Reply to post: Re: Well...

BMW chief: Big auto will stay in the driving seat with autonomous cars

regregular

Re: Well...

<blockquote>The big brands are not unaware of this shift at all, [...] the car business is far more diverse, and doesn't gravitate to one pole the way IT does. [...] If there's something you're not considering, I think it's how the average customer will treat autonomy. For personal transport, it's not a product category, but rather a feature. An important feature, but a feature nonetheless, and one that may not be too desirable outside of the unique traffic environment of the mass-transit-starved SF Bay.</blockquote>

It's true, the demands put towards a car are very diverse and change from region to region and between each customer. I can only regard trends I see developing here in Germany, and the trend here is towards not owning a car anymore at all. Many urbanites these days just register with a car-sharing service and pick up a car somewhere in the neighborhood when they need one. This is of course vastly different in the US where public transport is not as developed and where usually longer distances are involved. But with that generation autonomous driving seems to be very popular, because despite needing a car every now and then they are not keen on driving. And of course they are not at all brand-loyal, excited by horses or torque or in need of color-matched contrast stitched leather seats or legendary panel gaps. They don't own the car, they just happen to drive it whereever and want it to be as simple as possible. Autonomy is an important feature, while many of the other features that make the brand identity of certain manufacturers are losing importance very, very fast.
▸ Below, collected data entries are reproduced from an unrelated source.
// SPDX-License-Identifier: Apache-2.0 OR MIT
// Copyright (c) 2025-2026 naskel.com

#![allow(clippy::uninlined_format_args)] // Test/bench code readability over pedantic
#![allow(clippy::cast_sign_loss)] // Test data conversions
#![allow(clippy::cast_possible_truncation)] // Test parameters
#![allow(clippy::unreadable_literal)] // Large test constants
#![allow(clippy::doc_markdown)] // Test documentation
#![allow(clippy::missing_panics_doc)] // Tests/examples panic on failure
#![allow(clippy::too_many_lines)] // Example/test code
#![allow(clippy::similar_names)] // Test variable naming
#![allow(clippy::cast_possible_wrap)] // Test conversions

//! Wire layout vectors through the public API.
//!
//! Each vector is encoded, compared against the expected hex, decoded back
//! and re-encoded; the re-encoded bytes must be identical.

use std::sync::Arc;
use wirepack::{
    DecodeConfig, Endianness, PacketInstance, PacketSchema, ScalarType, TrailingBytes,
    TypeDescriptor, Value, WireError,
};

/// Encode, compare, decode, re-encode.
fn layout_test(name: &str, packet: &PacketInstance, expected_hex: &str) -> Vec<u8> {
    let encoded = packet
        .serialize()
        .unwrap_or_else(|e| panic!("{name}: encode failed: {e}"));
    assert_eq!(packet.to_hex().unwrap(), expected_hex, "{name}: hex mismatch");
    assert_eq!(
        packet.serialized_size().unwrap(),
        encoded.len(),
        "{name}: serialized_size disagrees with encode"
    );

    let mut decoded = PacketInstance::new(packet.schema());
    let consumed = decoded
        .deserialize_with(&encoded, &DecodeConfig::strict())
        .unwrap_or_else(|e| panic!("{name}: decode failed: {e}"));
    assert_eq!(consumed, encoded.len(), "{name}: consumed != encoded length");
    assert_eq!(&decoded, packet, "{name}: roundtrip value mismatch");

    let re_encoded = decoded.serialize().unwrap();
    assert_eq!(re_encoded, encoded, "{name}: re-encoded bytes differ");
    encoded
}

fn scalar_schema(ty: ScalarType) -> Arc<PacketSchema> {
    PacketSchema::builder("Scalar")
        .scalar("v", ty)
        .build()
        .unwrap()
}

fn scalar_packet(ty: ScalarType, v: impl Into<Value>) -> PacketInstance {
    PacketInstance::from_values(&scalar_schema(ty), [("v", v)]).unwrap()
}

// ===========================================================================
// Scalars
// ===========================================================================

#[test]
fn layout_scalar_big_endian() {
    layout_test("u16_be", &scalar_packet(ScalarType::u16_be(), 0xCAFEu16), "CAFE");
    layout_test("u32_be", &scalar_packet(ScalarType::u32_be(), 0xDEADBEEFu32), "DEADBEEF");
    layout_test(
        "u64_be",
        &scalar_packet(ScalarType::u64_be(), 0xDEADBEEFCAFEBABEu64),
        "DEADBEEFCAFEBABE",
    );
    layout_test("i16_be", &scalar_packet(ScalarType::i16_be(), -256i16), "FF00");
}

#[test]
fn layout_scalar_little_endian() {
    layout_test("u16_le", &scalar_packet(ScalarType::u16_le(), 0xCAFEu16), "FECA");
    layout_test("i32_le", &scalar_packet(ScalarType::i32_le(), -42i32), "D6FFFFFF");
    layout_test(
        "u64_le",
        &scalar_packet(ScalarType::u64_le(), u64::MAX),
        "FFFFFFFFFFFFFFFF",
    );
    layout_test(
        "i64_le",
        &scalar_packet(ScalarType::i64_le(), i64::MIN),
        "0000000000000080",
    );
}

#[test]
fn layout_scalar_odd_widths() {
    let u24 = ScalarType::new(3, false, Endianness::Big).unwrap();
    layout_test("u24_be", &scalar_packet(u24, 0x123456u32), "123456");

    let i40 = ScalarType::new(5, true, Endianness::Little).unwrap();
    layout_test("i40_le", &scalar_packet(i40, -2i64), "FEFFFFFFFF");
}

// ===========================================================================
// Arrays
// ===========================================================================

#[test]
fn layout_reading_frame() {
    let schema = PacketSchema::builder("Reading")
        .scalar("header", ScalarType::u8())
        .scalar("timestamp", ScalarType::u32_be())
        .scalar("length", ScalarType::u8())
        .counted_bytes("data", "length")
        .tail_bytes("tail")
        .build()
        .unwrap();

    let mut packet = PacketInstance::new(&schema);
    packet.set("header", 1u8).unwrap();
    packet.set("timestamp", 12345u32).unwrap();
    packet.set_counted("data", vec![1u8, 2, 3, 4]).unwrap();
    packet.set("tail", vec![5u8, 6]).unwrap();

    let bytes = layout_test("reading", &packet, "010000303904010203040506");
    assert_eq!(bytes.len(), 12);

    // Empty variable parts
    let empty = PacketInstance::new(&schema);
    layout_test("reading_empty", &empty, "000000000000");
}

#[test]
fn layout_counted_words() {
    let schema = PacketSchema::builder("Words")
        .scalar("count", ScalarType::u16_le())
        .counted_array("words", ScalarType::u32_be(), "count")
        .scalar("crc", ScalarType::u8())
        .build()
        .unwrap();

    let mut packet = PacketInstance::new(&schema);
    packet.set_counted("words", vec![1u32, 0xFFFF_FFFF]).unwrap();
    packet.set("crc", 0x5Au8).unwrap();
    layout_test("counted_words", &packet, "020000000001FFFFFFFF5A");
}

#[test]
fn layout_fixed_matrix() {
    let row = TypeDescriptor::fixed_array(ScalarType::i8(), 2);
    let schema = PacketSchema::builder("Matrix")
        .field("m", TypeDescriptor::fixed_array(row, 2))
        .build()
        .unwrap();
    assert_eq!(schema.static_size(), Some(4));

    let packet = PacketInstance::from_values(
        &schema,
        [("m", vec![vec![1i8, -1], vec![-128i8, 127]])],
    )
    .unwrap();
    layout_test("matrix", &packet, "01FF807F");
}

// ===========================================================================
// Embedded
// ===========================================================================

#[test]
fn layout_embedded_header() {
    let header = PacketSchema::builder("Header")
        .field_with_default("version", ScalarType::u8(), 1u8)
        .scalar("kind", ScalarType::u8())
        .scalar("length", ScalarType::u16_be())
        .build()
        .unwrap();
    let message = PacketSchema::builder("Message")
        .embedded("header", &header)
        .counted_bytes("body", "len")
        .build();
    // The length source must live in the same schema as the array
    assert!(matches!(message, Err(WireError::Schema(_))));

    let message = PacketSchema::builder("Message")
        .embedded("header", &header)
        .scalar("len", ScalarType::u8())
        .counted_bytes("body", "len")
        .build()
        .unwrap();

    let mut head = PacketInstance::new(&header);
    head.set("kind", 7u8).unwrap();
    head.set("length", 3u16).unwrap();

    let mut packet = PacketInstance::new(&message);
    packet.set("header", head).unwrap();
    packet.set_counted("body", b"abc".as_slice()).unwrap();
    layout_test("embedded_header", &packet, "0107000303616263");
}

// ===========================================================================
// Failure modes
// ===========================================================================

#[test]
fn decode_failures_are_atomic() {
    let schema = PacketSchema::builder("Pair")
        .scalar("a", ScalarType::u16_be())
        .scalar("b", ScalarType::u16_be())
        .build()
        .unwrap();
    let mut packet = PacketInstance::decode(&schema, &[0, 1, 0, 2]).unwrap();

    for truncated in 0..4 {
        let buf = [9u8, 9, 9, 9];
        assert!(matches!(
            packet.deserialize(&buf[..truncated]),
            Err(WireError::BufferUnderrun { .. })
        ));
        assert_eq!(packet.get_as::<u16>("a").unwrap(), 1);
        assert_eq!(packet.get_as::<u16>("b").unwrap(), 2);
    }
}

#[test]
fn trailing_bytes_policy() {
    let schema = scalar_schema(ScalarType::u8());
    let mut packet = PacketInstance::new(&schema);

    assert_eq!(packet.deserialize(&[1, 2, 3]), Ok(1));
    let strict = DecodeConfig::new().with_trailing_bytes(TrailingBytes::Reject);
    assert_eq!(
        packet.deserialize_with(&[4, 5], &strict),
        Err(WireError::TrailingBytes { offset: 1, count: 1 })
    );
    assert_eq!(packet.get_as::<u8>("v").unwrap(), 1);
}

#[test]
fn hostile_length_field() {
    let schema = PacketSchema::builder("Hostile")
        .scalar("n", ScalarType::u64_be())
        .counted_bytes("data", "n")
        .build()
        .unwrap();
    let buf = [0xFF; 12];
    let err = PacketInstance::decode(&schema, &buf).unwrap_err();
    assert_eq!(
        err,
        WireError::BufferUnderrun {
            offset: 12,
            needed: 1,
            available: 0
        }
    );
}

#[test]
fn negative_length_field() {
    let schema = PacketSchema::builder("Negative")
        .scalar("n", ScalarType::i16_be())
        .counted_bytes("data", "n")
        .build()
        .unwrap();
    let err = PacketInstance::decode(&schema, &[0xFF, 0xFE, 1, 2]).unwrap_err();
    assert_eq!(
        err,
        WireError::LengthMismatch {
            declared: -2,
            actual: 0
        }
    );
}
<blockquote>You drive a BMW. BMW does not make its own transmissions. [...] Similarly, everything in the interior of your car is made not by BMW, but by other companies: Adient (seats), Faurecia (dashboard trim), Magnetti Marelli (switchgear and instrumentation, and external lighting). [...] This is how the car business works. Most "innovative technologies" pioneered by car brands are from third-party suppliers who specialise in these things.</blockquote>

Exactly, thanks for reaffirming this, I brought up those exact points in a previous post in this thread (currently 5th post down from top).

<blockquote>So, let's say BMW wants to make autonomous cars on one side, and Uber/Google/whoever wants to make autonomous cars on the other. Whereas the Silicon Valley people have to source and build everything around their big feature to make a car from it, the likes of BMW simply has to find one of the many autonomous-vehicle companies and strike a deal with them to build that killer feature into a BMW.</blockquote>

Generally, you are right of course. Two points though: this can cut both ways. Silicon Valley cash reserves rival many nations annual GDP. There might just be a buyout of an established but struggling carmaker by the Valley that then starts to churn out the whatever-car. Valley likes to buy turn-key solutions and an established manufacturer will have all the machines, sources, personnel, dealership network and know-how. That is my point, making a car today is not black magic anymore. The autonomy development is, the rest is up for grabs on the market if you have the cash.

Also, if BMW sources the "killer feature" components from a 3rd party, how can they claim that BMW is / will remain in the driving seat regarding autonomous driving in the future. That is a major claim I am in disagreement with.

Also, there is the difference in company liability between the USA and Germany. In a nutshell, before something can be marketed in Europe, you have to conclusively prove that your product works as advertised, is safe and won't cause damage or hurt/maim/kill people. In the USA you essentially have a free-for-all situation where a company can throw a product out, but then if it fails and causes damage or loss of life the lawyers are rubbing their hands. I am not sure how that difference can be squared between a german manufacturer and a US supplier, especially when the determination of safety is so immensely complex. For tires, shocks or other products the determination is easily done in a lab prior to approval.

So, my point remains, I am relatively certain that the major german manufacturers will get seriously sideswiped in the not too distant future by a product with superior autonomous features that they thumbed their noses at before, like the Tesla. And playing the catch-up game on two fronts, electric mobility and autonomous driving might prove impossible and drive them into a tiny niche or bankruptcy. The arrogance displayed by the BMW bloke mentioned in the article is very uncalled for.

<blockquote>If it's "just mechanical engineering", why has Waymo/Google abandoned its grand plans to build autonomous cars, and partnered with Fiat-Chrysler instead? </blockquote>

The last I read about that is that Google does not plan to follow the completely autonomous vehicle without wheels or pedals any further and has shifted that branch of development off towards Waymo. Regarding the Fiat/Chrysler deal, the last bit I read was that Google took delivery of 100 Chrysler vehicles to enlargen their test fleet. This suggest to me that they are not quite there yet, but not exactly giving up either. I am not sure if this qualifies as a partnership. With those ugly LIDAR contraption on the roof of the Chrysler Pacifica vehicles I am very sure that this is not a pre-production prototype but just a technology testbed that could just as well have been delivered by any manufacturer. But maybe I misread that or missed specifics of that deal.